> **Task description**
This task calls for copying every line in the data below that contains the word "query".

────

//! Flow mode selection

use std::fmt;
use std::str::FromStr;
use std::sync::Arc;

use serde::{Deserialize, Serialize};
use tracing::debug;

use super::device::{DeviceClass, DeviceClassifier};
use super::popup::{PopupFlowController, PopupOptions};
use super::prompt::ConsentView;
use super::redirect::RedirectFlowController;
use super::request::ConsentProps;
use super::TriggerOutcome;
use crate::error::Result;
use crate::platform::BrowserContext;

/// How the user is sent to the authorization page
#[derive(Debug, Clone, Copy, Default, PartialEq, Eq, Serialize, Deserialize)]
#[serde(rename_all = "lowercase")]
pub enum FlowMode {
    Popup,
    Redirect,
    /// Popup on desktop, redirect on mobile
    #[default]
    Auto,
}

impl fmt::Display for FlowMode {
    fn fmt(&self, f: &mut fmt::Formatter<'_>) -> fmt::Result {
        match self {
            FlowMode::Popup => write!(f, "popup"),
            FlowMode::Redirect => write!(f, "redirect"),
            FlowMode::Auto => write!(f, "auto"),
        }
    }
}

impl FromStr for FlowMode {
    type Err = String;

    fn from_str(s: &str) -> std::result::Result<Self, Self::Err> {
        match s.to_ascii_lowercase().as_str() {
            "popup" => Ok(FlowMode::Popup),
            "redirect" => Ok(FlowMode::Redirect),
            "auto" => Ok(FlowMode::Auto),
            other => Err(format!(
                "unknown flow mode '{other}' (expected popup, redirect or auto)"
            )),
        }
    }
}

/// Which controller is mounted
#[derive(Debug, Clone, Copy, PartialEq, Eq)]
pub enum FlowKind {
    Popup,
    Redirect,
}

impl From<FlowKind> for FlowMode {
    fn from(kind: FlowKind) -> Self {
        match kind {
            FlowKind::Popup => FlowMode::Popup,
            FlowKind::Redirect => FlowMode::Redirect,
        }
    }
}

/// Exactly one mounted flow controller
pub enum ConsentFlow {
    Popup(PopupFlowController),
    Redirect(RedirectFlowController),
}

impl ConsentFlow {
    pub fn kind(&self) -> FlowKind {
        match self {
            ConsentFlow::Popup(_) => FlowKind::Popup,
            ConsentFlow::Redirect(_) => FlowKind::Redirect,
        }
    }

    pub fn view(&self) -> ConsentView {
        match self {
            ConsentFlow::Popup(popup) => popup.view(),
            ConsentFlow::Redirect(redirect) => redirect.view(),
        }
    }

    pub fn trigger(&self) -> Result<TriggerOutcome> {
        match self {
            ConsentFlow::Popup(popup) => popup.trigger(),
            ConsentFlow::Redirect(redirect) => redirect.trigger(),
        }
    }

    pub fn props(&self) -> &ConsentProps {
        match self {
            ConsentFlow::Popup(popup) => popup.props(),
            ConsentFlow::Redirect(redirect) => redirect.props(),
        }
    }
}

impl fmt::Debug for ConsentFlow {
    fn fmt(&self, f: &mut fmt::Formatter<'_>) -> fmt::Result {
        f.debug_struct("ConsentFlow")
            .field("kind", &self.kind())
            .field("props", self.props())
            .finish()
    }
}

/// Mounts the controller for a mode
///
/// `Auto` asks the classifier on every mount; the answer is never cached.
#[derive(Clone)]
pub struct ModeSelector {
    classifier: Arc<dyn DeviceClassifier>,
    popup_options: PopupOptions,
}

impl ModeSelector {
    pub fn new(classifier: Arc<dyn DeviceClassifier>) -> Self {
        Self {
            classifier,
            popup_options: PopupOptions::default(),
        }
    }

    pub fn with_popup_options(mut self, options: PopupOptions) -> Self {
        self.popup_options = options;
        self
    }

    pub fn resolve(&self, mode: FlowMode) -> FlowKind {
        match mode {
            FlowMode::Popup => FlowKind::Popup,
            FlowMode::Redirect => FlowKind::Redirect,
            FlowMode::Auto => match self.classifier.classify() {
                DeviceClass::Desktop => FlowKind::Popup,
                DeviceClass::Mobile => FlowKind::Redirect,
            },
        }
    }

    pub fn mount(&self, mode: FlowMode, props: ConsentProps, browser: BrowserContext) -> ConsentFlow {
        let kind = self.resolve(mode);
        debug!(mode = %mode, kind = ?kind, "Mounting consent flow");
        match kind {
            FlowKind::Popup => ConsentFlow::Popup(PopupFlowController::with_options(
                props,
                browser,
                self.popup_options,
            )),
            FlowKind::Redirect => ConsentFlow::Redirect(RedirectFlowController::new(props, browser)),
        }
    }
}

impl fmt::Debug for ModeSelector {
    fn fmt(&self, f: &mut fmt::Formatter<'_>) -> fmt::Result {
        f.debug_struct("ModeSelector")
            .field("popup_options", &self.popup_options)
            .finish_non_exhaustive()
    }
}
//! Subcommand implementations

pub mod connect;
pub mod handle;
pub mod links;
pub mod whoami;

use anyhow::{Context, Result};
use url::Url;
use vaultlink_core::ConsentConfig;

/// Origin from `--origin`, falling back to the config file
pub fn resolve_origin(config: &ConsentConfig, origin: Option<&str>) -> Result<Url> {
    match origin {
        Some(origin) => {
            Url::parse(origin).with_context(|| format!("Invalid --origin '{}'", origin))
        }
        None => Ok(config.origin_url()?),
    }
}
//! Routes backend interrupts to a consent flow

use std::fmt;

use serde::Deserialize;
use serde_json::Value;
use tracing::debug;

use super::token_vault::TokenVaultInterrupt;
use crate::consent::mode::{ConsentFlow, FlowMode, ModeSelector};
use crate::consent::prompt::{ConnectWidget, ConsentView};
use crate::consent::request::{AuthRouting, ConsentProps, Continuation};
use crate::platform::BrowserContext;

/// Title of the card shown for every routed interrupt
pub const INTERRUPT_TITLE: &str = "Authorization Required.";

/// Action label of the card shown for every routed interrupt
pub const INTERRUPT_ACTION_LABEL: &str = "Authorize";

/// An interrupt as delivered by the agent runtime
///
/// `value` is opaque until recognized. `resume` is attached by the host and
/// never part of the wire payload.
#[derive(Clone, Default, Deserialize)]
pub struct InterruptSignal {
    #[serde(default)]
    pub value: Value,
    #[serde(default)]
    pub ns: Option<Vec<String>>,
    #[serde(skip)]
    pub resume: Option<Continuation>,
}

impl InterruptSignal {
    pub fn new(value: Value) -> Self {
        Self {
            value,
            ns: None,
            resume: None,
        }
    }

    pub fn with_ns<I, S>(mut self, ns: I) -> Self
    where
        I: IntoIterator<Item = S>,
        S: Into<String>,
    {
        self.ns = Some(ns.into_iter().map(Into::into).collect());
        self
    }

    pub fn with_resume(mut self, resume: Continuation) -> Self {
        self.resume = Some(resume);
        self
    }

    /// Render key: namespace segments joined with no separator
    pub fn key(&self) -> String {
        self.ns.as_deref().map(|ns| ns.concat()).unwrap_or_default()
    }
}

impl fmt::Debug for InterruptSignal {
    fn fmt(&self, f: &mut fmt::Formatter<'_>) -> fmt::Result {
        f.debug_struct("InterruptSignal")
            .field("value", &self.value)
            .field("ns", &self.ns)
            .field("resume", &self.resume.is_some())
            .finish()
    }
}

/// A recognized interrupt with its mounted flow
#[derive(Debug)]
pub struct RoutedConsent {
    pub key: String,
    pub message: String,
    pub flow: ConsentFlow,
}

impl RoutedConsent {
    pub fn view(&self) -> ConsentView {
        self.flow.view()
    }
}

/// Turns interrupts into mounted consent flows
pub struct InterruptRouter {
    selector: ModeSelector,
    browser: BrowserContext,
    mode: FlowMode,
    on_finish: Continuation,
    auth: AuthRouting,
}

impl InterruptRouter {
    /// Routes through the popup flow by default.
    pub fn new(selector: ModeSelector, browser: BrowserContext, on_finish: Continuation) -> Self {
        Self {
            selector,
            browser,
            mode: FlowMode::Popup,
            on_finish,
            auth: AuthRouting::default(),
        }
    }

    pub fn with_mode(mut self, mode: FlowMode) -> Self {
        self.mode = mode;
        self
    }

    pub fn with_auth(mut self, auth: AuthRouting) -> Self {
        self.auth = auth;
        self
    }

    /// Mount a flow for `signal`, or nothing when it is absent or is not an
    /// authorization interrupt.
    pub fn route(&self, signal: Option<&InterruptSignal>) -> Option<RoutedConsent> {
        let signal = signal?;
        let Some(interrupt) = TokenVaultInterrupt::from_value(&signal.value) else {
            debug!("Ignoring interrupt that is not an authorization request");
            return None;
        };

        let message = interrupt.message.clone();
        let mut request = interrupt.into_request();
        request.resume = signal.resume.clone();

        let widget = ConnectWidget::new(INTERRUPT_TITLE, message.clone())
            .with_action_label(INTERRUPT_ACTION_LABEL);
        let props = ConsentProps::new(request, widget)
            .with_auth(self.auth.clone())
            .with_on_finish(self.on_finish.clone());

        debug!(
            connection = %props.request.connection,
            scopes = ?props.request.required_scopes,
            "Routing authorization interrupt"
        );

        Some(RoutedConsent {
            key: signal.key(),
            message,
            flow: self.selector.mount(self.mode, props, self.browser.clone()),
        })
    }
}

#[cfg(test)]
mod tests {
    use std::sync::atomic::{AtomicUsize, Ordering};
    use std::sync::Arc;
    use std::time::Duration;

    use serde_json::json;

    use super::*;
    use crate::consent::device::DeviceClass;
    use crate::consent::mode::FlowKind;
    use crate::consent::TriggerOutcome;
    use crate::platform::testing::harness;

    fn payload() -> Value {
        json!({
            "name": "AUTH0_AI_INTERRUPT",
            "code": "TOKEN_VAULT_ERROR",
            "message": "Authorization required to access your calendar",
            "connection": "c",
            "requiredScopes": ["a", "b"],
            "authorizationParams": { "foo": "bar" }
        })
    }

    fn counter() -> (Arc<AtomicUsize>, Continuation) {
        let count = Arc::new(AtomicUsize::new(0));
        let hits = count.clone();
        (
            count,
            Arc::new(move || {
                hits.fetch_add(1, Ordering::SeqCst);
            }),
        )
    }

    fn router(browser: BrowserContext, on_finish: Continuation) -> InterruptRouter {
        InterruptRouter::new(
            ModeSelector::new(Arc::new(DeviceClass::Desktop)),
            browser,
            on_finish,
        )
    }

    #[test]
    fn test_absent_signal_routes_nothing() {
        let h = harness();
        let (_, on_finish) = counter();
        assert!(router(h.browser.clone(), on_finish).route(None).is_none());
    }

    #[test]
    fn test_unrecognized_signals_route_nothing() {
        let h = harness();
        let (_, on_finish) = counter();
        let router = router(h.browser.clone(), on_finish);

        let signals = [
            InterruptSignal::default(),
            InterruptSignal::new(json!({ "question": "Approve the transfer?" })),
            InterruptSignal::new(json!("plain string")),
            InterruptSignal::new(json!({ "name": "AUTH0_AI_INTERRUPT", "code": "TOKEN_VAULT_ERROR" })),
        ];
        for signal in &signals {
            assert!(router.route(Some(signal)).is_none(), "{signal:?}");
        }
        assert_eq!(h.opener.call_count(), 0);
    }

    #[test]
    fn test_routes_with_interrupt_widget() {
        let h = harness();
        let (_, on_finish) = counter();
        let signal = InterruptSignal::new(payload()).with_ns(["agent:", "tools:1"]);

        let routed = router(h.browser.clone(), on_finish)
            .route(Some(&signal))
            .unwrap();

        assert_eq!(routed.key, "agent:tools:1");
        assert_eq!(routed.message, "Authorization required to access your calendar");
        assert_eq!(routed.flow.kind(), FlowKind::Popup);
        match routed.view() {
            ConsentView::Prompt(prompt) => {
                assert_eq!(prompt.title, "Authorization Required.");
                assert_eq!(prompt.description, routed.message);
                assert_eq!(prompt.action_label, "Authorize");
            }
            other => panic!("unexpected view: {other:?}"),
        }

        let request = &routed.flow.props().request;
        assert_eq!(request.connection, "c");
        assert_eq!(request.required_scopes, vec!["a", "b"]);
        assert_eq!(request.authorization_params["foo"], "bar");
    }

    #[test]
    fn test_mode_and_auth_overrides() {
        let h = harness();
        let (_, on_finish) = counter();
        let router = router(h.browser.clone(), on_finish)
            .with_mode(FlowMode::Redirect)
            .with_auth(AuthRouting {
                connect_path: Some("/connect".to_string()),
                return_to: None,
            });

        let routed = router
            .route(Some(&InterruptSignal::new(payload())))
            .unwrap();
        let TriggerOutcome::Navigated(url) = routed.flow.trigger().unwrap() else {
            panic!("redirect flow should navigate");
        };
        assert_eq!(url.path(), "/connect");
        assert!(url.query().unwrap().contains("returnTo=%2Fchat%2F42"));
    }

    #[tokio::test(start_paused = true)]
    async fn test_on_finish_wins_over_resume() {
        let h = harness();
        let (finish_count, on_finish) = counter();
        let (resume_count, resume) = counter();
        let signal = InterruptSignal::new(payload()).with_resume(resume);

        let routed = router(h.browser.clone(), on_finish)
            .route(Some(&signal))
            .unwrap();
        assert!(routed.flow.props().request.resume.is_some());

        let outcome = routed.flow.trigger().unwrap();
        let TriggerOutcome::Opened(url) = outcome else {
            panic!("popup should open");
        };
        let query = url.query().unwrap();
        assert!(query.starts_with("connection=c&returnTo=%2Fclose&foo=bar"));
        assert!(query.ends_with("scopes=a&scopes=b"));

        h.opener.last_window().close();
        tokio::time::sleep(Duration::from_secs(2)).await;
        assert_eq!(finish_count.load(Ordering::SeqCst), 1);
        assert_eq!(resume_count.load(Ordering::SeqCst), 0);
    }

    #[test]
    fn test_signal_deserializes_from_runtime_json() {
        let raw = r#"{
            "value": {
                "name": "AUTH0_AI_INTERRUPT",
                "code": "TOKEN_VAULT_ERROR",
                "message": "m",
                "connection": "github",
                "requiredScopes": ["repo"]
            },
            "ns": ["tools:abc"],
            "when": "during",
            "resumable": true
        }"#;
        let signal: InterruptSignal = serde_json::from_str(raw).unwrap();
        assert_eq!(signal.key(), "tools:abc");
        assert!(signal.resume.is_none());
        assert!(crate::interrupt::is_authorization_interrupt(&signal.value));
    }
}
//! Cancellable repeating task
//!
//! Stands in for a completion event the opener never receives: a callback runs
//! on a fixed interval until it breaks or the token is cancelled.

use std::ops::ControlFlow;
use std::time::Duration;

use tokio::task::JoinHandle;
use tokio::time::{interval_at, Instant, MissedTickBehavior};
use tokio_util::sync::CancellationToken;

/// Interval used when watching a popup for closure
pub const DEFAULT_POLL_INTERVAL: Duration = Duration::from_millis(1000);

/// Handle to a spawned repeating task
///
/// Dropping the handle cancels the task.
pub struct RepeatingTask {
    token: CancellationToken,
    handle: JoinHandle<()>,
}

impl RepeatingTask {
    /// Run `tick` every `period`, first after one full period.
    ///
    /// The task stops when `tick` returns `Break` or the token is cancelled.
    /// A cancelled token is observed before every tick, so nothing runs after
    /// `cancel` returns on the same thread.
    pub fn spawn<F>(period: Duration, mut tick: F) -> Self
    where
        F: FnMut() -> ControlFlow<()> + Send + 'static,
    {
        let token = CancellationToken::new();
        let task_token = token.clone();

        let handle = tokio::spawn(async move {
            let mut interval = interval_at(Instant::now() + period, period);
            interval.set_missed_tick_behavior(MissedTickBehavior::Delay);
            loop {
                tokio::select! {
                    _ = task_token.cancelled() => break,
                    _ = interval.tick() => {
                        if task_token.is_cancelled() {
                            break;
                        }
                        if tick().is_break() {
                            task_token.cancel();
                            break;
                        }
                    }
                }
            }
        });

        Self { token, handle }
    }

    pub fn cancel(&self) {
        self.token.cancel();
    }

    pub fn is_cancelled(&self) -> bool {
        self.token.is_cancelled()
    }

    pub fn is_finished(&self) -> bool {
        self.handle.is_finished()
    }
}

impl Drop for RepeatingTask {
    fn drop(&mut self) {
        self.token.cancel();
    }
}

────

> **Written answer**
        assert!(url.query().unwrap().contains("returnTo=%2Fchat%2F42"));
        let query = url.query().unwrap();
        assert!(query.starts_with("connection=c&returnTo=%2Fclose&foo=bar"));
        assert!(query.ends_with("scopes=a&scopes=b"));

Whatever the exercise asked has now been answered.